My stepson has usually wished me a Happy Mother’s Day, and I appreciate that more than he probably realizes. My stepdaughter never really has unless my husband reminded her, and for years I let that bother me too. Watching the big emotional posts for her mom for every occasion while never privately acknowledging me just fed the thoughts and feelings of being invisible which used to genuinely upset me. Then I realized loyalty bonds are STRONG and sometimes are the only way a child knows how to emotionally cope.
However, over time, I’ve realized something important: these are not my children, and I cannot force a bond, appreciation, or recognition that someone isn’t ready to give. I can’t or won’t even do this with my biological children. What I can do is choose peace for myself.
My husband and I have done a lot for these kids. We’ve sacrificed financially, emotionally, and mentally because we love them. As most parents do. I do not expect and award or anything but some sort of acknowledgment or ‘I see you’ would be nice. I personally paid almost all of the cost for braces because I wanted to help provide something important for her future and sacrificed a backup car for my stepson. Not because I expected praise or recognition, but because that’s the kind of person I am.
Do I wish there was more appreciation sometimes? Sure. I’m human. Pair that with abandonment issues and ADHD rejection sensitivity and it’s a mixing lot of emotions. But I’m learning that constantly focusing on what I’m not getting back only steals my own happiness. Daily.

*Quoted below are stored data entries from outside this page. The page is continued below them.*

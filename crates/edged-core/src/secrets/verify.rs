//! Trust-store existence verification.
//!
//! Binding validation proves that every declared secret has a
//! reference; verification proves the referenced secrets actually
//! exist in the secret manager. The remote check is injected through
//! [`SecretExistsCheck`] so the engine stays testable without a live
//! trust store.
//!
//! Two modes serve two callers: [`verify_bindings`] accumulates a
//! problem report covering every reference ("show the user everything
//! that's wrong"), while [`verify_bindings_strict`] stops at the first
//! failure ("abort a deployment the instant something is provably
//! broken"). Both deduplicate by parsed reference first, so a secret
//! referenced by five services is checked once.

use std::collections::{BTreeMap, BTreeSet};

use crate::config::TrustStoreConfig;

use super::binding::SecretBinding;
use super::error::{BindingError, SecretStoreError};
use super::vault_name::{VaultSecretRef, parse_vault_secret_name};

/// Checks whether a secret exists in the external secret manager.
pub trait SecretExistsCheck {
    /// Returns whether the secret `name`, owned by `user` (or by the
    /// organization when `user` is `None`) exists under `org` in the
    /// trust store at `address`.
    ///
    /// # Errors
    ///
    /// Returns a transport or authorization error from the underlying
    /// client.
    fn exists(
        &self,
        address: &str,
        org: &str,
        user: Option<&str>,
        name: &str,
    ) -> Result<bool, SecretStoreError>;
}

fn check_config(config: &TrustStoreConfig) -> Result<(), BindingError> {
    if config.address.is_empty() {
        return Err(BindingError::MissingTrustStoreAddress);
    }
    if config.org.is_empty() {
        return Err(BindingError::MissingSecretOrg);
    }
    Ok(())
}

/// Verifies every secret referenced by the bindings, accumulating
/// problems instead of stopping.
///
/// Returns a map from reference text to a human-readable problem
/// message; an empty map means every referenced secret exists.
/// Transport failures and parse failures are recorded in the map, not
/// propagated.
///
/// # Errors
///
/// Fails with a configuration error before any remote call when the
/// trust store address or secret organization is missing.
pub fn verify_bindings(
    check: &dyn SecretExistsCheck,
    bindings: &[SecretBinding],
    config: &TrustStoreConfig,
) -> Result<BTreeMap<String, String>, BindingError> {
    if bindings.is_empty() {
        return Ok(BTreeMap::new());
    }
    check_config(config)?;

    let mut problems = BTreeMap::new();
    let mut checked: BTreeSet<VaultSecretRef> = BTreeSet::new();
    let mut failed_raw: BTreeSet<String> = BTreeSet::new();

    for binding in bindings {
        for secret in &binding.secrets {
            let parsed = match parse_vault_secret_name(&secret.reference) {
                Ok(parsed) => parsed,
                Err(err) => {
                    if failed_raw.insert(secret.reference.clone()) {
                        problems.insert(secret.reference.clone(), err.to_string());
                    }
                    continue;
                },
            };
            if !checked.insert(parsed.clone()) {
                continue;
            }

            match check.exists(&config.address, &config.org, parsed.user.as_deref(), &parsed.name)
            {
                Ok(true) => {},
                Ok(false) => {
                    problems.insert(
                        secret.reference.clone(),
                        format!(
                            "secret '{}' does not exist in the secret manager",
                            secret.reference
                        ),
                    );
                },
                Err(err) => {
                    tracing::warn!(
                        reference = %secret.reference,
                        error = %err,
                        "secret manager existence check failed"
                    );
                    problems.insert(
                        secret.reference.clone(),
                        format!(
                            "error checking secret '{}' in the secret manager: {err}",
                            secret.reference
                        ),
                    );
                },
            }
        }
    }

    Ok(problems)
}

/// Verifies every secret referenced by the bindings, stopping at the
/// first problem.
///
/// # Errors
///
/// Fails with a configuration error before any remote call when the
/// trust store is not configured; with the parse error for the first
/// malformed reference; with [`BindingError::SecretCheck`] on the
/// first transport failure; and with [`BindingError::SecretNotFound`]
/// for the first reference whose secret does not exist.
pub fn verify_bindings_strict(
    check: &dyn SecretExistsCheck,
    bindings: &[SecretBinding],
    config: &TrustStoreConfig,
) -> Result<(), BindingError> {
    if bindings.is_empty() {
        return Ok(());
    }
    check_config(config)?;

    let mut checked: BTreeSet<VaultSecretRef> = BTreeSet::new();

    for binding in bindings {
        for secret in &binding.secrets {
            let parsed = parse_vault_secret_name(&secret.reference)?;
            if !checked.insert(parsed.clone()) {
                continue;
            }

            let exists = check
                .exists(&config.address, &config.org, parsed.user.as_deref(), &parsed.name)
                .map_err(|source| BindingError::SecretCheck {
                    reference: secret.reference.clone(),
                    source,
                })?;
            if !exists {
                return Err(BindingError::SecretNotFound {
                    reference: secret.reference.clone(),
                });
            }
        }
    }

    Ok(())
}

At the end of the day, I know the kind of wife, mother, and woman I am. I know who shows up, who helps carry responsibilities, who creates stability, and who truly puts in the work behind the scenes. Im not saying nor insinuating others do not, Im saying I know what I do and what my husband and his family does. I don’t need to compete with anyone else or this ‘imagine’ that’s being portrayed. Social media is truly one heck of a drug. To put out into the world only the good things for people to see and not the bad is essentially what everyone does. The same applies here. No one else sees the ugly or damaging things but that’s okay, I finally know my worth.
One day my stepdaughter will be grown emotionally, physically, and intellectually enough to realize the efforts that were put into her from all sides and recognize everything everyone has done, not just one side or person, and the love that was there all along. Maybe she will, maybe she won’t. Either way, I’m finally getting to a place where I’m okay. Unbothered, honestly and it’s so freeing.
I have my own child who adores and loves me. For now that’s where my energy belongs. I’m choosing peace over resentment, growth over bitterness, and happiness over constantly worrying about what other people think of me. I’m choosing not to feed into anyone’s actions or behaviors to get a reaction from me. I’m choosing to be free, now and every day goifn forward. Boy, does it feel so much better!